In het eerste deel van deze paragraaf is gewezen op twee algemene risico’s waarmee beleggers worden geconfronteerd: volatiliteit en het risico dat u uw financiële doelstelling niet haalt. In dit tweede deel behandelen we factoren die volatiliteit in uw beleggingsportefeuille veroorzaken en laten we u nagaan hoeveel volatiliteit u aan kunt.
Factoren die bijdragen tot volatiliteit
Als u nadenkt over volatiliteit op korte termijn en uw eigen tolerantie, neem dan enkele van de specifieke risico's in overweging die gepaard gaan met beleggen. Beschouw volatiliteit als het bijproduct van risico: als een verborgen risico tot uiting komt, leidt dat tot volatiliteit. Door uw portefeuille te diversifiëren, kunt u de impact van elk van deze risicofactoren echter verlagen en zodoende uw volatiliteit op korte termijn beperken.
Marktrisico. Het marktrisico ontstaat door een blootstelling aan een bepaalde activaklasse of sector, zoals Nederlandse aandelen of technologieaandelen. Het is de dreiging dat de hele markt geld verliest.
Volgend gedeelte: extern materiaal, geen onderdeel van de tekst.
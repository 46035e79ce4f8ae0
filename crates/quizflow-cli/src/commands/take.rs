//! The `quizflow take` command.

use std::io::{self, BufRead, Write as _};
use std::path::PathBuf;

use anyhow::{Context, Result};
use tokio::sync::mpsc;

use quizflow_core::attempt::{Completion, ExamEvent, Phase};
use quizflow_core::model::format_clock;
use quizflow_core::report::AttemptReport;
use quizflow_report::{render_result, render_review, write_html_report};
use quizflow_session::{ExamSession, ExamView, SessionConfig, SessionHandle};

#[allow(clippy::too_many_arguments)]
pub async fn execute(
    course: String,
    module: String,
    catalog: Option<PathBuf>,
    answers: Option<String>,
    yes: bool,
    output: Option<PathBuf>,
    time_limit: Option<u64>,
    html: bool,
    config_path: Option<PathBuf>,
) -> Result<()> {
    let config = super::config_for(config_path.as_ref())?;
    let resolver = super::resolver_for(catalog.as_ref(), &config)?;

    let resolved = match resolver.resolve(&course, &module).await {
        Ok(resolved) => resolved,
        Err(e) if e.is_not_found() => {
            anyhow::bail!("quiz unavailable: {e}. Run `quizflow list` to see what exists.")
        }
        Err(e) => return Err(e).context("failed to resolve quiz"),
    };

    let scripted = answers.as_deref().map(parse_answers).transpose()?;

    // Intro
    let intro = resolved.intro();
    println!("{}", intro.module_title);
    println!("Get ready for your quiz!");
    println!("  Questions:    {}", intro.question_count);
    println!("  Time:         {}", intro.clock());
    println!("  Total points: {}", intro.total_points);

    if let Some(indices) = &scripted {
        anyhow::ensure!(
            indices.len() <= intro.question_count,
            "{} answers scripted but the quiz has only {} questions",
            indices.len(),
            intro.question_count
        );
    } else if !yes {
        print!("Start exam? [y/N] ");
        io::stdout().flush()?;
        let mut line = String::new();
        io::stdin().read_line(&mut line)?;
        if !matches!(line.trim(), "y" | "Y" | "yes") {
            println!("Exam not started.");
            return Ok(());
        }
    }

    let session_config = SessionConfig {
        time_limit_secs: time_limit.or(config.time_limit_secs),
        ..Default::default()
    };
    let (handle, run) = ExamSession::start(&resolved, session_config)?;

    let completion = match &scripted {
        Some(indices) => {
            run_scripted(&handle, indices, intro.question_count);
            run.join().await
        }
        None => {
            let quit = run_interactive(&handle).await?;
            if quit {
                drop(handle);
                let _ = run.join().await;
                println!("Attempt abandoned; nothing saved.");
                return Ok(());
            }
            run.join().await
        }
    };

    let Some(completion) = completion else {
        println!("Attempt abandoned; nothing saved.");
        return Ok(());
    };

    match &completion {
        Completion::Submitted(review) => {
            println!("{}", render_review(&review.summary, &review.rows()));
        }
        Completion::TimedOut(summary) => {
            println!("Time's up!");
            println!("{}", render_result(summary));
            println!("Review is not available for timed-out attempts.");
        }
    }

    // Persist the attempt
    let report = AttemptReport::from_completion(&completion, &resolved.module_title);
    let out_dir = output.unwrap_or(config.output_dir);
    std::fs::create_dir_all(&out_dir)
        .with_context(|| format!("failed to create {}", out_dir.display()))?;
    let timestamp = chrono::Utc::now().format("%Y-%m-%dT%H%M%S");
    let path = out_dir.join(format!("attempt-{timestamp}.json"));
    report.save_json(&path)?;
    eprintln!("Attempt saved to: {}", path.display());

    if html {
        let html_path = path.with_extension("html");
        write_html_report(&report, &html_path)?;
        eprintln!("HTML review: {}", html_path.display());
    }

    Ok(())
}

/// Parse `--answers` into zero-based option indices.
fn parse_answers(s: &str) -> Result<Vec<usize>> {
    s.split(',')
        .map(|part| {
            part.trim()
                .parse::<usize>()
                .map_err(|_| anyhow::anyhow!("invalid answer index: '{}'", part.trim()))
        })
        .collect()
}

/// Feed scripted answers to the session. A fully answered quiz is submitted
/// immediately; a partial script leaves the clock to expire.
fn run_scripted(handle: &SessionHandle, indices: &[usize], total: usize) {
    for (i, &answer) in indices.iter().enumerate() {
        handle.send(ExamEvent::SelectAnswer(answer));
        if i + 1 < total {
            handle.send(ExamEvent::Next);
        }
    }

    if indices.len() == total {
        handle.send(ExamEvent::RequestSubmit);
        handle.send(ExamEvent::ConfirmSubmit);
    } else {
        eprintln!(
            "{} of {total} answers scripted; waiting for the clock to run out.",
            indices.len()
        );
    }
}

enum Input {
    Event(ExamEvent),
    Quit,
    Help,
}

fn parse_input(input: &str, view: &ExamView) -> Input {
    if view.phase == Phase::ConfirmingSubmit {
        return match input {
            "y" | "yes" => Input::Event(ExamEvent::ConfirmSubmit),
            "n" | "no" => Input::Event(ExamEvent::CancelSubmit),
            "q" | "quit" => Input::Quit,
            _ => Input::Help,
        };
    }

    match input {
        "n" | "next" => Input::Event(ExamEvent::Next),
        "p" | "prev" | "previous" => Input::Event(ExamEvent::Previous),
        "s" | "submit" => Input::Event(ExamEvent::RequestSubmit),
        "q" | "quit" => Input::Quit,
        other => match other.parse::<usize>() {
            Ok(n) if n >= 1 && n <= view.options.len() => {
                Input::Event(ExamEvent::SelectAnswer(n - 1))
            }
            _ => Input::Help,
        },
    }
}

fn render(view: &ExamView) {
    println!();
    if view.phase == Phase::ConfirmingSubmit {
        println!(
            "Submit quiz? You can't change your answers later ({}/{} answered). [y/n]",
            view.answered, view.total_questions
        );
        return;
    }

    println!(
        "[{}] Question {} of {}",
        format_clock(view.remaining_secs),
        view.current_index + 1,
        view.total_questions
    );
    println!("{}", view.prompt);
    for (i, option) in view.options.iter().enumerate() {
        let marker = if Some(i) == view.chosen { '>' } else { ' ' };
        println!(" {marker} {}. {option}", i + 1);
    }
}

fn help_line(view: &ExamView) {
    println!(
        "Commands: 1-{} select, n next, p previous, s submit, q quit",
        view.options.len()
    );
}

/// Drive the session from stdin until it completes. Returns `true` when the
/// user walked away from the attempt.
async fn run_interactive(handle: &SessionHandle) -> Result<bool> {
    let mut view = handle.view();

    // Blocking stdin reader on its own thread; lines flow into the async
    // loop over a channel.
    let (line_tx, mut lines) = mpsc::unbounded_channel::<String>();
    std::thread::spawn(move || {
        let stdin = io::stdin();
        for line in stdin.lock().lines() {
            let Ok(line) = line else { break };
            if line_tx.send(line).is_err() {
                break;
            }
        }
    });

    let snapshot = view.borrow().clone();
    render(&snapshot);
    help_line(&snapshot);
    let mut last = (snapshot.phase, snapshot.current_index, snapshot.chosen);

    loop {
        tokio::select! {
            changed = view.changed() => {
                if changed.is_err() {
                    break;
                }
                let v = view.borrow_and_update().clone();
                if v.phase == Phase::Completed {
                    break;
                }
                let key = (v.phase, v.current_index, v.chosen);
                if key != last {
                    last = key;
                    render(&v);
                }
            }
            line = lines.recv() => {
                let Some(line) = line else { return Ok(true) };
                let v = view.borrow().clone();
                if v.phase == Phase::Completed {
                    break;
                }
                match parse_input(line.trim(), &v) {
                    Input::Event(event) => {
                        handle.send(event);
                    }
                    Input::Quit => return Ok(true),
                    Input::Help => help_line(&v),
                }
            }
        }
    }

    Ok(false)
}
use camino::Utf8PathBuf;
use miette::Diagnostic;
use thiserror::Error;

#[derive(Debug, Error, Diagnostic)]
pub enum FangstError {
    #[error("missing config file fangstdata.json in current directory")]
    MissingConfig,

    #[error("failed to read config file at {0}")]
    ConfigRead(Utf8PathBuf),

    #[error("failed to parse JSON config: {0}")]
    ConfigParse(String),

    #[error("api request failed: {0}")]
    ApiHttp(String),

    #[error("api returned status {status}: {message}")]
    ApiStatus { status: u16, message: String },

    #[error("authentication failed: {0}")]
    Auth(String),

    #[error("river not found in store: {0}")]
    RiverNotFound(i64),

    #[error("station not found in store: {0}")]
    StationNotFound(i64),

    #[error("failed to build chart data: {0}")]
    Chart(String),

    #[error("failed to format export rows: {0}")]
    Export(String),

    #[error("filesystem error: {0}")]
    Filesystem(String),
}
Dat kan gebeuren als beleggers bijvoorbeeld van mening zijn dat Nederlandse aandelen fors duurder worden verkocht dan hun vooruitzichten rechtvaardigen of dat technologieaandelen als geheel een tragere groei te wachten staat.
Om het marktrisico te beperken, doet u er goed aan om uw beleggingen te diversifiëren in verschillende markten en sectoren. Zo maakt u uw portefeuille minder afhankelijk van één markt.
Bedrijfsspecifieke risico's. Het operationele risico en het koersrisico zijn twee factoren die bijdragen aan de volatiliteit van afzonderlijke aandelen op korte termijn.
Het operationele risico is het risico voor de onderneming als bedrijf en omvat alles dat een ongunstige invloed kan hebben op haar winstgevendheid. Het koersrisico heeft dan weer meer te maken met de aandelen van de onderneming dan met haar activiteiten: hoe duur is het aandeel in vergelijking met de winst, de cashflow of de omzet van het bedrijf?
Om het bedrijfsspecifieke risico te beperken is het goed om een verzameling aandelen te houden in plaats van slechts een aantal.
Economisch risico. Inflatie. Rentetarieven. Economische groei. Veranderingen in deze economische factoren (of zelfs geruchten over veranderingen in deze economische factoren) kunnen leiden tot volatiliteit op korte termijn.
Koop, om het economische risico te beperken, effecten die het goed doen in uiteenlopende economische scenario's. Obligaties en hoogrentende effecten (zoals aandelen van nutsbedrijven), presteren bijvoorbeeld doorgaans zwak wanneer de rente stijgt. Combineer dergelijke beleggingen met beleggingen zonder of met lage rente.
Landenrisico. Of u nu alleen in Nederlandse aandelen belegt, of ook een beetje in Europa of de Verenigde Staten, u stelt uw portefeuille in elk geval bloot aan de risico's van een belegging in dat land. Zo is er het politieke risico, of het risico van een nieuwe regering die het land niet ten goede komt. Vervolgens is er het risico dat de valuta in waarde daalt ten opzichte van andere valuta's.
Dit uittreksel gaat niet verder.